The remaining Articles deal with the machinery for arbitration. There was also the treaty of nonaggression between Germany and Denmark which was signed by Ribbentrop on 31 May 1939, ten weeks after the Nazi seizure of Czechoslovakia (TC-24). The preamble and Articles 1 and 2 read as follows:

"His Majesty the King of Denmark and Iceland and the Chancellor of the German Reich,

"Being firmly resolved to maintain peace between Denmark and Germany in all circumstances, have agreed to confirm this resolve by means of a treaty and have appointed as their Plenipotentiaries: His Majesty the King of Denmark and Iceland and the Chancellor of the German Reich.

"Article I: The Kingdom of Denmark and the German Reich shall in no case resort to war or to any other use of force one against the other.

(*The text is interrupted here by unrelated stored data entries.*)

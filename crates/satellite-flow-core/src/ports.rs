use thiserror::Error;

use crate::domain::{TimestampMs, TokenDetails};

#[derive(Debug, Error)]
pub enum PortError {
    #[error("port not implemented: {0}")]
    NotImplemented(&'static str),
    #[error("transport error: {0}")]
    Transport(String),
    #[error("validation error: {0}")]
    Validation(String),
    #[error("rejected by wallet: {0}")]
    Rejected(String),
}

pub trait ClockPort {
    fn now_ms(&self) -> Result<TimestampMs, PortError>;
}

/// Capability surface of the browser-extension wallet bridge. The add-token
/// request is fire-and-forget at the call sites: a `Rejected` error is logged
/// and dropped, never retried or surfaced.
pub trait WalletBridgePort {
    fn request_accounts(&self) -> Result<Vec<String>, PortError>;
    fn watch_asset(&self, token: &TokenDetails) -> Result<bool, PortError>;
}

pub trait CaptchaPort {
    fn request_token(&self) -> Result<String, PortError>;
}
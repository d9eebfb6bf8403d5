//! The crate's temporal result type and ISO-8601 parsing.

use std::fmt;

use time::{
    format_description::{self, well_known::Rfc3339},
    OffsetDateTime,
    PrimitiveDateTime,
    UtcOffset,
};

use crate::Mp4Error;

/// ISO-8601 with the colon-less `±HHMM` offset some
/// devices write (e.g. `2021-06-01T14:30:00-0700`),
/// which RFC 3339 rejects.
const COMPACT_OFFSET_FORMAT: &str =
    "[year]-[month]-[day]T[hour]:[minute]:[second][offset_hour sign:mandatory][offset_minute]";

/// Best-known creation/modification instant of an MP4 file.
///
/// `mvhd` timestamps are UTC with no timezone of their own.
/// When the metadata tree carries a creation-date item, the
/// instant is re-anchored to that item's UTC offset; the
/// instant itself never changes, only its display offset.
#[derive(Debug, Clone, Copy, PartialEq)]
pub enum Mp4DateTime {
    /// No timezone was recovered. UTC per the container spec.
    Naive(PrimitiveDateTime),
    /// Re-anchored to the offset recorded by the device.
    Local(OffsetDateTime),
}

impl Mp4DateTime {
    /// The recovered UTC offset, if any.
    pub fn offset(&self) -> Option<UtcOffset> {
        match self {
            Self::Naive(_) => None,
            Self::Local(dt) => Some(dt.offset()),
        }
    }

    /// Seconds since the Unix epoch. Naive values are
    /// taken as UTC.
    pub fn unix_timestamp(&self) -> i64 {
        match self {
            Self::Naive(dt) => dt.assume_utc().unix_timestamp(),
            Self::Local(dt) => dt.unix_timestamp(),
        }
    }

    /// Re-anchors to `offset`, preserving the instant.
    pub(crate) fn to_local(self, offset: UtcOffset) -> Self {
        match self {
            Self::Naive(dt) => Self::Local(dt.assume_utc().to_offset(offset)),
            Self::Local(dt) => Self::Local(dt.to_offset(offset)),
        }
    }
}

impl fmt::Display for Mp4DateTime {
    fn fmt(&self, f: &mut fmt::Formatter<'_>) -> fmt::Result {
        match self {
            Self::Naive(dt) => write!(f, "{dt}"),
            Self::Local(dt) => write!(f, "{dt}"),
        }
    }
}

/// Parses ISO-8601 text with an explicit UTC offset,
/// RFC 3339 first, then the compact `±HHMM` offset variant.
///
/// Text without an offset is rejected: a creation-date
/// value only contributes timezone information.
pub(crate) fn parse_offset_datetime(value: &str) -> Result<OffsetDateTime, Mp4Error> {
    if let Ok(dt) = OffsetDateTime::parse(value, &Rfc3339) {
        return Ok(dt);
    }
    let compact = format_description::parse(COMPACT_OFFSET_FORMAT)
        .map_err(|_| Mp4Error::InvalidTimestampFormat(value.to_owned()))?;
    OffsetDateTime::parse(value, &compact)
        .map_err(|_| Mp4Error::InvalidTimestampFormat(value.to_owned()))
}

"Should action of the kind referred to in Paragraph 1 be taken by a third Power against- one of the Contracting Parties, the other Contracting Party shall not support such action in any way.

"Article II: The Treaty shall come into force on the exchange of the instruments of ratification and shall remain in force for a period of ten years from that date." (TC-24) The Treaty is dated 31 May 1939. At the bottom of the page there appears the signature of Ribbentrop. The invasion of Denmark by the Nazi forces less than a year after the signature of this treaty showed the utter worthlessness of treaties to which Ribbentrop put his signature.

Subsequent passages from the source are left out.